Collection entries
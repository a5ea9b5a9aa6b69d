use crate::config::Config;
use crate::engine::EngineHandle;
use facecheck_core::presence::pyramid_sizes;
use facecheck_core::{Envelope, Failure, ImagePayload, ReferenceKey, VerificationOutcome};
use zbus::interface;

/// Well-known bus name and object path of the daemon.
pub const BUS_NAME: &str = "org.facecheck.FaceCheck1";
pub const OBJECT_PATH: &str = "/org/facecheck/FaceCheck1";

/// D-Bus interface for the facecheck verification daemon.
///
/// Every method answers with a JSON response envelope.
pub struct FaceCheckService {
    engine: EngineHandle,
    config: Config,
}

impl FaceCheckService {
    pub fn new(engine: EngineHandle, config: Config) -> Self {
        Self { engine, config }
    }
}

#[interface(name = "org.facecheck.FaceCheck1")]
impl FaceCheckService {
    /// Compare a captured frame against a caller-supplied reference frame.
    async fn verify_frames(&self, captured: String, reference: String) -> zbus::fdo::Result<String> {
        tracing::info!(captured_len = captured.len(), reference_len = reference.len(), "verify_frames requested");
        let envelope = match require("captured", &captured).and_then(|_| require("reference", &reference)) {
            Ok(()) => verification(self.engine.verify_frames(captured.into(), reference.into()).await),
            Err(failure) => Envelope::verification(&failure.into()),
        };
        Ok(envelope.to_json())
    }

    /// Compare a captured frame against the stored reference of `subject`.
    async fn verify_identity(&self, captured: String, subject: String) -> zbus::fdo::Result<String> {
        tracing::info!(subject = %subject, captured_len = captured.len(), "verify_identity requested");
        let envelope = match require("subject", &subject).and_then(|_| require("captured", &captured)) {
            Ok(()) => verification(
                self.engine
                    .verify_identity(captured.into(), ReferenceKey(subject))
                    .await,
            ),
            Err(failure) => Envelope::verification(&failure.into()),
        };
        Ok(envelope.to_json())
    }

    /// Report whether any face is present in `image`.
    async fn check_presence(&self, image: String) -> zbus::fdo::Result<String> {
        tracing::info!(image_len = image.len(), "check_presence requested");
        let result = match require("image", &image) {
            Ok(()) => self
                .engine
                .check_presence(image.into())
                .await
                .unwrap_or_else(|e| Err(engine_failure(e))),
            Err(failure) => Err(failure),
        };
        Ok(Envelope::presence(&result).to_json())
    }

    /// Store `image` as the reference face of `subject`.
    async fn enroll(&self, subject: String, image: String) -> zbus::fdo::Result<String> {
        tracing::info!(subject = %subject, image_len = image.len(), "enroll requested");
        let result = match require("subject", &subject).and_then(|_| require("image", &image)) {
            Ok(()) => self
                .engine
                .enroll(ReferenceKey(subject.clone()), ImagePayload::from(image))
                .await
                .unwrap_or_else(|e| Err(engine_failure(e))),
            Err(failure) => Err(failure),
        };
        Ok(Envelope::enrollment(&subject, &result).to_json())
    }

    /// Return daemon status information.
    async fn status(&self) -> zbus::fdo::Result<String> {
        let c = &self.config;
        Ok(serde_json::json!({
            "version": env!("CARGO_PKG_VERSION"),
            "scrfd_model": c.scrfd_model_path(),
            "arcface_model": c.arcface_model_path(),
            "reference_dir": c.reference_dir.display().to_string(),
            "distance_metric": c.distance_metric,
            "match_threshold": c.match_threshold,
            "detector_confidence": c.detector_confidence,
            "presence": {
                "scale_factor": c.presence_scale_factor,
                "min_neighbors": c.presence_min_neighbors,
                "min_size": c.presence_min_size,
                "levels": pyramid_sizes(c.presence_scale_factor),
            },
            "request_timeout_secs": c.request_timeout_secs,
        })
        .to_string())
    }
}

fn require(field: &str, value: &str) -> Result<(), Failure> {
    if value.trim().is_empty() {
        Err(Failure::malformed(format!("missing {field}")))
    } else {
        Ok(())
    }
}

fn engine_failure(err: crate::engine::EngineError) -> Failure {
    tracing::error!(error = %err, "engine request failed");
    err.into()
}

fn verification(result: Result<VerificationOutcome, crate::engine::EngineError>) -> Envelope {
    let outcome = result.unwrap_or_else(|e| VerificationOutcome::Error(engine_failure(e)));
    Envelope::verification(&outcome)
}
---
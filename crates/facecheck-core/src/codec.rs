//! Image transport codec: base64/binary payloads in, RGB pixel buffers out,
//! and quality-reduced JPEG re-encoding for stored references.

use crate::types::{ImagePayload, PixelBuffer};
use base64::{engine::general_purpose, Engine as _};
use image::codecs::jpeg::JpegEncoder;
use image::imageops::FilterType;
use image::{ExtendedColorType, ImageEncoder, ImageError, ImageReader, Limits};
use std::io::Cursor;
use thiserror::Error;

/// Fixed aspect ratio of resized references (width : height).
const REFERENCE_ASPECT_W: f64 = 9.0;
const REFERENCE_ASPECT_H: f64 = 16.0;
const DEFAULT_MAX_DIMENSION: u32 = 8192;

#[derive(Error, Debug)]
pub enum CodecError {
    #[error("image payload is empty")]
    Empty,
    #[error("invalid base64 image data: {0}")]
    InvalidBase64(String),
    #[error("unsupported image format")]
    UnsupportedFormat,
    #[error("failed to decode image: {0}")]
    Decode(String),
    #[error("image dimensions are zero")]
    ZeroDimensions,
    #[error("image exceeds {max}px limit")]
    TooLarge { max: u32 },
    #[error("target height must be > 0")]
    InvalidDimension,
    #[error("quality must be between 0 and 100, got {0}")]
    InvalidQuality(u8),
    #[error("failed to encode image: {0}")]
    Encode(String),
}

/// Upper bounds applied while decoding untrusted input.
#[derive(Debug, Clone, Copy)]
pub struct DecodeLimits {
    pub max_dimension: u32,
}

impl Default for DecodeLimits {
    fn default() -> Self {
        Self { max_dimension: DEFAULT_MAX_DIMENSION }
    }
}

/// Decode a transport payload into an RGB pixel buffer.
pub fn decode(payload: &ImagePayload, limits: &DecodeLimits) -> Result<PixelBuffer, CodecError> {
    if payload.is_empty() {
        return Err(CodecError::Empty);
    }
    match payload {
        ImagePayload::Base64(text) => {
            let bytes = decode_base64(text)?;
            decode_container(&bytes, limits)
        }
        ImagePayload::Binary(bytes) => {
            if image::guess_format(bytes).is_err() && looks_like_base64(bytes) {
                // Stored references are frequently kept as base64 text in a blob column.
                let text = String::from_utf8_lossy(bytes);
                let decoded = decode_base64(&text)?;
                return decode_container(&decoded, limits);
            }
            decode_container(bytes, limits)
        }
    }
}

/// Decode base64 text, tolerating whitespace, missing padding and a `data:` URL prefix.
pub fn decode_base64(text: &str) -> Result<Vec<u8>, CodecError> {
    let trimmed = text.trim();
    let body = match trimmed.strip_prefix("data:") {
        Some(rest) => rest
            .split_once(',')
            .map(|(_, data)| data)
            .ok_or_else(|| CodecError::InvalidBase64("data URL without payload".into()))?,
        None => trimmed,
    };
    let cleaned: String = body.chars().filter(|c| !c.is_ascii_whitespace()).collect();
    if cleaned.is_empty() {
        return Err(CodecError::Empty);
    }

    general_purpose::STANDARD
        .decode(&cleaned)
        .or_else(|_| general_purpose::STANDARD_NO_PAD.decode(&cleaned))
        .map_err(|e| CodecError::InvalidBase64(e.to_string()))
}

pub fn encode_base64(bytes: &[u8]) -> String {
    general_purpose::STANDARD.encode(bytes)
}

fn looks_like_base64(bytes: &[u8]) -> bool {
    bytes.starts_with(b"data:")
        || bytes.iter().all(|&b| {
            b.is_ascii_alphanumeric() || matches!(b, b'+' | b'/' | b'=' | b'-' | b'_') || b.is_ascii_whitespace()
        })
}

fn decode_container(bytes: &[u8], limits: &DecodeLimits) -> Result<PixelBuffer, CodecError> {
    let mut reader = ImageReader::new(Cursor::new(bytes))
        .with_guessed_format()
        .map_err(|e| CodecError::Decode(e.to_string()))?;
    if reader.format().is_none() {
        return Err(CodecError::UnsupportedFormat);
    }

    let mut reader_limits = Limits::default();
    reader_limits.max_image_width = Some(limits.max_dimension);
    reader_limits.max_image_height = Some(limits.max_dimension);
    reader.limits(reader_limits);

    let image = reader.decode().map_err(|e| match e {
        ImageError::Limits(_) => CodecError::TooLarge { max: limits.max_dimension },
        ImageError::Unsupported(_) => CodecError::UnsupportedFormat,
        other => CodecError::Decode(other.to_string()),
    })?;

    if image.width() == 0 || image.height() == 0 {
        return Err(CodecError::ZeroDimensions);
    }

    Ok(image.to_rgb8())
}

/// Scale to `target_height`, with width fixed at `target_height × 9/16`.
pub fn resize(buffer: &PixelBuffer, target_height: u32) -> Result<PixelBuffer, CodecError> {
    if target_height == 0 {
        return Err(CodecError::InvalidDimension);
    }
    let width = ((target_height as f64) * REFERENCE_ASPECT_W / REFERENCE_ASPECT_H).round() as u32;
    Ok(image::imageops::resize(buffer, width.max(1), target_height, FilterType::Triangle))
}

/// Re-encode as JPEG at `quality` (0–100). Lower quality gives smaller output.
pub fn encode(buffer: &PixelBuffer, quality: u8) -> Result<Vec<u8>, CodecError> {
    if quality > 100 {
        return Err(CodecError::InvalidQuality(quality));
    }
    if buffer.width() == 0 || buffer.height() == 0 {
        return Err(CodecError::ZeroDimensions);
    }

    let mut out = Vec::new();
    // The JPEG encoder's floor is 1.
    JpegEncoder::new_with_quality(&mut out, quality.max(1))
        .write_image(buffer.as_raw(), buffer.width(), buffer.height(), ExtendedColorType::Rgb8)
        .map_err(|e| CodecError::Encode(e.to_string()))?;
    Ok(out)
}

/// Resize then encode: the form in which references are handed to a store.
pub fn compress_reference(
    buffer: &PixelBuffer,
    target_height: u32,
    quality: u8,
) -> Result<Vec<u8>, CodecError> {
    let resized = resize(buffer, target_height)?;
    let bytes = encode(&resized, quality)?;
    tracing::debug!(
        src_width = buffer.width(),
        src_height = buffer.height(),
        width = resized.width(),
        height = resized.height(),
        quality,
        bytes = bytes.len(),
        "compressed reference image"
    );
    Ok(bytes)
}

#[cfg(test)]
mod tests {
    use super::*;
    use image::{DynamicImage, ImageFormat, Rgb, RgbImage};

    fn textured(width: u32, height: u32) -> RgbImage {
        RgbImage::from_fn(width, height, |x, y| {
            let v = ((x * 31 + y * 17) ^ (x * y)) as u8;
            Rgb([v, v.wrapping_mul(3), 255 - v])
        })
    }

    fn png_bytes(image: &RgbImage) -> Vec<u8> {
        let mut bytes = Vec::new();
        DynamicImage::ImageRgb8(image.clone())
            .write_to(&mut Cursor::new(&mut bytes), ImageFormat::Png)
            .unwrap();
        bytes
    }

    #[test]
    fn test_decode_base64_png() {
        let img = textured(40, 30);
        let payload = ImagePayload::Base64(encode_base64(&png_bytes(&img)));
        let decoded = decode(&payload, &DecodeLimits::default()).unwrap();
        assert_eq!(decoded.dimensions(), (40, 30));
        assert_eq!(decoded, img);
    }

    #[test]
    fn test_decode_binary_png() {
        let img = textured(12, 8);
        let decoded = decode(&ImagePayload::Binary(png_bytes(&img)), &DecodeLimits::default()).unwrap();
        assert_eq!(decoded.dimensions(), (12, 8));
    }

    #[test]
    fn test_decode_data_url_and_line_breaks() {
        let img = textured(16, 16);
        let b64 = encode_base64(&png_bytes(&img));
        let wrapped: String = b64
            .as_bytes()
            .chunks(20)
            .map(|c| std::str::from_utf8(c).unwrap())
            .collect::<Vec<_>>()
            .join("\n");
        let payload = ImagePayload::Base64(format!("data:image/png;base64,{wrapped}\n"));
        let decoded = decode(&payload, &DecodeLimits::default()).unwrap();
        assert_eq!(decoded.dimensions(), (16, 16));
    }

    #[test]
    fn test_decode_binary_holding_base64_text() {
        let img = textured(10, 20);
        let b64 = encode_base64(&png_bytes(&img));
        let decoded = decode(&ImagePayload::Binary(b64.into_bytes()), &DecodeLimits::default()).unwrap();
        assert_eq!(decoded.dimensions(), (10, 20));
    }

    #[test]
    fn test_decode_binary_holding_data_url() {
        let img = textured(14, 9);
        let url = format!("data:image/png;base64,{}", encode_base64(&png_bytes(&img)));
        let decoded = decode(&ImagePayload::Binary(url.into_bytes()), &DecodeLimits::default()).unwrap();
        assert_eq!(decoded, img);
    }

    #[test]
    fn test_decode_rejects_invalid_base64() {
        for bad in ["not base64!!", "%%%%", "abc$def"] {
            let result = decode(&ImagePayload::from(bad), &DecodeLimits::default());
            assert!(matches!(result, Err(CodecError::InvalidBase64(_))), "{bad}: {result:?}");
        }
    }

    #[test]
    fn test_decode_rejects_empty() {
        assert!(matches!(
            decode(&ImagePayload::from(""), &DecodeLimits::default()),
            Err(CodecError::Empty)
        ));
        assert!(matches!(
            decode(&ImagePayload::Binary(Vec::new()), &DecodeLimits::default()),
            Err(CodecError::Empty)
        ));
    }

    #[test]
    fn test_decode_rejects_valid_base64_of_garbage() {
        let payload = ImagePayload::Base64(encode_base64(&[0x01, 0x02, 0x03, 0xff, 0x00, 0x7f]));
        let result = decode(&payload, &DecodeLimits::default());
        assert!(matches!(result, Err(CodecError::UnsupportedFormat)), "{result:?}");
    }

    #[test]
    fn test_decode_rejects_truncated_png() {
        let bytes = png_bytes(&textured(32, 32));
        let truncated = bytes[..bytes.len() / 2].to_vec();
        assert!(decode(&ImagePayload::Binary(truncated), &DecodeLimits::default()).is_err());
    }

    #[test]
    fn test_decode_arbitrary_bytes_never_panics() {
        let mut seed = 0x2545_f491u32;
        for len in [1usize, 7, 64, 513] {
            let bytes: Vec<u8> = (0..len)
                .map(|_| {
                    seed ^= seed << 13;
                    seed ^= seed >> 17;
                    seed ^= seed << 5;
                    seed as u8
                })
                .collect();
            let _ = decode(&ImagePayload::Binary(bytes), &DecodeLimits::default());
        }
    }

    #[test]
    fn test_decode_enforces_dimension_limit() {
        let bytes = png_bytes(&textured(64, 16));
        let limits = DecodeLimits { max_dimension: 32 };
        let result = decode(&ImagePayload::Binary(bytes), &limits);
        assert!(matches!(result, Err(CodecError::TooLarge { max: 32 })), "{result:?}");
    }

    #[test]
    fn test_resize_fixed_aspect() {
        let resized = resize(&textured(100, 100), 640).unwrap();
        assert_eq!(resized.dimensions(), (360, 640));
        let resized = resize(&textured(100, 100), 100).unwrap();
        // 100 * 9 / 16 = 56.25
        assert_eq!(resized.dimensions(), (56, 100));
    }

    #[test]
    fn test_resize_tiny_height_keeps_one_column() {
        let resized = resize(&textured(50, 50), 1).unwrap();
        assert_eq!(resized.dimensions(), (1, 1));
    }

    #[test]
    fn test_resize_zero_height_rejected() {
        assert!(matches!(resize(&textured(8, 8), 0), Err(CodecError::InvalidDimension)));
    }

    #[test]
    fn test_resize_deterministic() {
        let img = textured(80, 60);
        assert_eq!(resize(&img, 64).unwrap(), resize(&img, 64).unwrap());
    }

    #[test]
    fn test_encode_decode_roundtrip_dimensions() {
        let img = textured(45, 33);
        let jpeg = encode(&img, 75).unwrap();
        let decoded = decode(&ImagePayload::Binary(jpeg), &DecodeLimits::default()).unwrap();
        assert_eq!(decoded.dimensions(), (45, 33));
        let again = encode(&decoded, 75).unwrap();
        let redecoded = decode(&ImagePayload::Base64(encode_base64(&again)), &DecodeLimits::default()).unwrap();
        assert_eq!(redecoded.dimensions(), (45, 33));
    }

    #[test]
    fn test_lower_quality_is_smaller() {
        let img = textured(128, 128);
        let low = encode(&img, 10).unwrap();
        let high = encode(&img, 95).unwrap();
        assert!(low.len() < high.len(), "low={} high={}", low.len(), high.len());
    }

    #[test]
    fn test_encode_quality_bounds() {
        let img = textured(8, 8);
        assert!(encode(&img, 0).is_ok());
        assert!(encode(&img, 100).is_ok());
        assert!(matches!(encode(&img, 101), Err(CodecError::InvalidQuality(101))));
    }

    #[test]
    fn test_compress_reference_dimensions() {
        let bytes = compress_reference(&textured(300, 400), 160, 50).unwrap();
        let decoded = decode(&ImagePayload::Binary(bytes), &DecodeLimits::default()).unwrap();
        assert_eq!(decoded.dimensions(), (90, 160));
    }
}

EXERCISE:
Reprint exactly the lines above that start at the one with "general_purpose::STANDARD.encode(bytes)" and end at the one with "let image = reader.decode().map_err(|e|", keeping both and adding none.

SOLUTION TO THE PROBLEM:
    general_purpose::STANDARD.encode(bytes)
}

fn looks_like_base64(bytes: &[u8]) -> bool {
    bytes.starts_with(b"data:")
        || bytes.iter().all(|&b| {
            b.is_ascii_alphanumeric() || matches!(b, b'+' | b'/' | b'=' | b'-' | b'_') || b.is_ascii_whitespace()
        })
}

fn decode_container(bytes: &[u8], limits: &DecodeLimits) -> Result<PixelBuffer, CodecError> {
    let mut reader = ImageReader::new(Cursor::new(bytes))
        .with_guessed_format()
        .map_err(|e| CodecError::Decode(e.to_string()))?;
    if reader.format().is_none() {
        return Err(CodecError::UnsupportedFormat);
    }

    let mut reader_limits = Limits::default();
    reader_limits.max_image_width = Some(limits.max_dimension);
    reader_limits.max_image_height = Some(limits.max_dimension);
    reader.limits(reader_limits);

    let image = reader.decode().map_err(|e| match e {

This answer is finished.